Microsurgery: Transplantation and Replantation by Harry J. Buncke, MD, et al.
  Table of Contents / Chapter 36:
  At each stage in the development and application of microsurgical techniques, from experimental anastomoses to complex clinical free tissue transfers, pharmacologic adjuncts have been used to help ensure vessel patency and tissue survival. Numerous drugs have been applied to the solution of observed or theoretic microsurgical problems, and different microsurgical groups recommend adjunctive pharmacological therapies, ranging from multiple agents1 to no agents.2 Anecdotal reports propose a variety of pharmacologic interventions to reverse threatened failures. 3,4

Understanding the roles of pharmacologic agents in microsurgery requires definition of the pathophysiology of the problems demanding treatment, examination of the mechanism of action of the agents considered, and evaluation of the experimental and clinical evidence supporting the use of each drug. This approach explains the context within which a given agent has been used, provide some understanding of the situational and empiric development of pharmacologic therapy in microsurgery and a framework for evaluation of actual drug use, and define promising areas for further clinical and experimental investigation.

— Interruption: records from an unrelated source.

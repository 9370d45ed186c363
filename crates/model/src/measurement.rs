//! Measurement (fingerprint vector)

use crate::reading::{BluetoothReading, GsmReading, WifiReading};
use serde::{Deserialize, Serialize};

/// All readings taken at one place and time.
///
/// Readings are stored as members of the measurement's vector; a reading's
/// storage record only refers back to the measurement by id.
#[derive(Debug, Clone, PartialEq, Eq, Default, Serialize, Deserialize)]
pub struct Measurement {
    pub id: Option<i64>,
    /// Capture time (milliseconds since UNIX epoch)
    pub timestamp_ms: i64,
    pub gsm_readings: Vec<GsmReading>,
    pub wifi_readings: Vec<WifiReading>,
    pub bluetooth_readings: Vec<BluetoothReading>,
}

impl Measurement {
    /// Create an empty measurement taken at `timestamp_ms`
    pub fn new(timestamp_ms: i64) -> Self {
        Self {
            timestamp_ms,
            ..Default::default()
        }
    }

    /// Create an empty measurement stamped with the current time
    pub fn now() -> Self {
        Self::new(chrono::Utc::now().timestamp_millis())
    }

    pub fn add_gsm(&mut self, reading: GsmReading) {
        self.gsm_readings.push(reading);
    }

    pub fn add_wifi(&mut self, reading: WifiReading) {
        self.wifi_readings.push(reading);
    }

    pub fn add_bluetooth(&mut self, reading: BluetoothReading) {
        self.bluetooth_readings.push(reading);
    }

    /// Total number of readings across all sensor types
    pub fn reading_count(&self) -> usize {
        self.gsm_readings.len() + self.wifi_readings.len() + self.bluetooth_readings.len()
    }

    /// Forget all storage ids so the measurement can be persisted as new
    pub fn clear_ids(&mut self) {
        self.id = None;
        self.gsm_readings.iter_mut().for_each(|r| r.id = None);
        self.wifi_readings.iter_mut().for_each(|r| r.id = None);
        self.bluetooth_readings.iter_mut().for_each(|r| r.id = None);
    }
}
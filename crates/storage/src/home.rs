//! Entity Home
//!
//! CRUD access to the records of one entity type.

use crate::backend::StorageBackend;
use crate::entity::Entity;
use crate::identifier::EntityIdentifier;
use crate::StorageError;
use std::fmt;
use std::marker::PhantomData;
use std::sync::Arc;
use tracing::debug;

/// Persistence for entities of type `T`.
///
/// Homes are obtained from the [`HomeFactory`](crate::HomeFactory), which
/// guarantees one instance per entity type.
pub struct EntityHome<T: Entity> {
    backend: Arc<dyn StorageBackend>,
    _entity: PhantomData<fn() -> T>,
}

impl<T: Entity> EntityHome<T> {
    pub fn new(backend: Arc<dyn StorageBackend>) -> Self {
        Self {
            backend,
            _entity: PhantomData,
        }
    }

    pub fn identifier(&self) -> EntityIdentifier {
        T::IDENTIFIER
    }

    pub(crate) fn backend(&self) -> &Arc<dyn StorageBackend> {
        &self.backend
    }

    fn kind(&self) -> &'static str {
        T::IDENTIFIER.as_str()
    }

    fn decode(&self, id: i64, payload: &[u8]) -> Result<T, StorageError> {
        let mut entity: T = postcard::from_bytes(payload)?;
        entity.set_id(id);
        Ok(entity)
    }

    /// Persist a new entity and assign its id
    pub async fn add(&self, entity: &mut T) -> Result<i64, StorageError> {
        let payload = postcard::to_allocvec(&*entity)?;
        let id = self.backend.insert(self.kind(), payload).await?;
        entity.set_id(id);

        debug!("Added {} with ID {}", T::IDENTIFIER, id);
        Ok(id)
    }

    pub async fn add_all(&self, entities: &mut [T]) -> Result<Vec<i64>, StorageError> {
        let mut ids = Vec::with_capacity(entities.len());
        for entity in entities.iter_mut() {
            ids.push(self.add(entity).await?);
        }
        Ok(ids)
    }

    pub async fn get(&self, id: i64) -> Result<T, StorageError> {
        let payload = self.backend.fetch(self.kind(), id).await?;
        self.decode(id, &payload)
    }

    /// All entities of this type, ordered by id
    pub async fn get_all(&self) -> Result<Vec<T>, StorageError> {
        self.backend
            .fetch_all(self.kind())
            .await?
            .into_iter()
            .map(|(id, payload)| self.decode(id, &payload))
            .collect()
    }

    /// Overwrite the stored state of a persisted entity
    pub async fn update(&self, entity: &T) -> Result<(), StorageError> {
        let id = entity.id().ok_or_else(|| StorageError::Unsaved {
            kind: self.kind().to_string(),
        })?;

        let payload = postcard::to_allocvec(entity)?;
        self.backend.update(self.kind(), id, payload).await?;

        debug!("Updated {} {}", T::IDENTIFIER, id);
        Ok(())
    }

    /// Delete an entity, dropping its vector memberships
    pub async fn remove(&self, id: i64) -> Result<(), StorageError> {
        self.backend.delete(self.kind(), id).await?;
        debug!("Removed {} {}", T::IDENTIFIER, id);
        Ok(())
    }

    pub async fn remove_all(&self) -> Result<u64, StorageError> {
        let removed = self.backend.delete_all(self.kind()).await?;
        debug!("Removed {} {} records", removed, T::IDENTIFIER);
        Ok(removed)
    }

    pub async fn count(&self) -> Result<u64, StorageError> {
        self.backend.count(self.kind()).await
    }

    pub async fn contains(&self, id: i64) -> Result<bool, StorageError> {
        match self.backend.fetch(self.kind(), id).await {
            Ok(_) => Ok(true),
            Err(err) if err.is_not_found() => Ok(false),
            Err(err) => Err(err),
        }
    }
}

impl<T: Entity> fmt::Debug for EntityHome<T> {
    fn fmt(&self, f: &mut fmt::Formatter<'_>) -> fmt::Result {
        f.debug_struct("EntityHome")
            .field("identifier", &T::IDENTIFIER)
            .field("backend", &self.backend.name())
            .finish()
    }
}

Targets of Pharrnacologic Adjuncts

Ideally, identification of physiologic problems critical to microsurgery should be separate from questions of technical competence or procedure design. Historically, however, recognition of physiologic complications coincided with the evolution of technique, instruments, experimental models, flap designs, replantation strategies, and use of such options as vein grafting and heterotopic replantations.


Different physiologic problems have received more or less attention as the technical aspects of microsurgery have become more reliable and sophisticated. Early experiences with experimental microvascular anastomoses prompted studies of vascular spasm, and the use of topical vasodilating drugs was investigated and reported to be of great value.5-7 Thrombosis of microvascular anastomoses, regarded initially as a factor of evolving skills, techniques and instruments, came to be increasingly studied as a phenomenon related to platelet activity, and pharmacologic alteration of platelet function received detailed attention and widespread use.7 Vasodilating agents, used for salvage of axial and random skin flaps,8 were thought to be useful adjuncts early in the development of clinical free-tissue transfers.9 Experience with prolonged tisssue ischemia10 and extensive tissue injury provoked investigation of metabolic manipulation.11-13 The apparently idiosyncratic use of different drug therapies by different microsurgeons may at least partially reflect the significance attached to specific agents at different levels of technical and clinical development.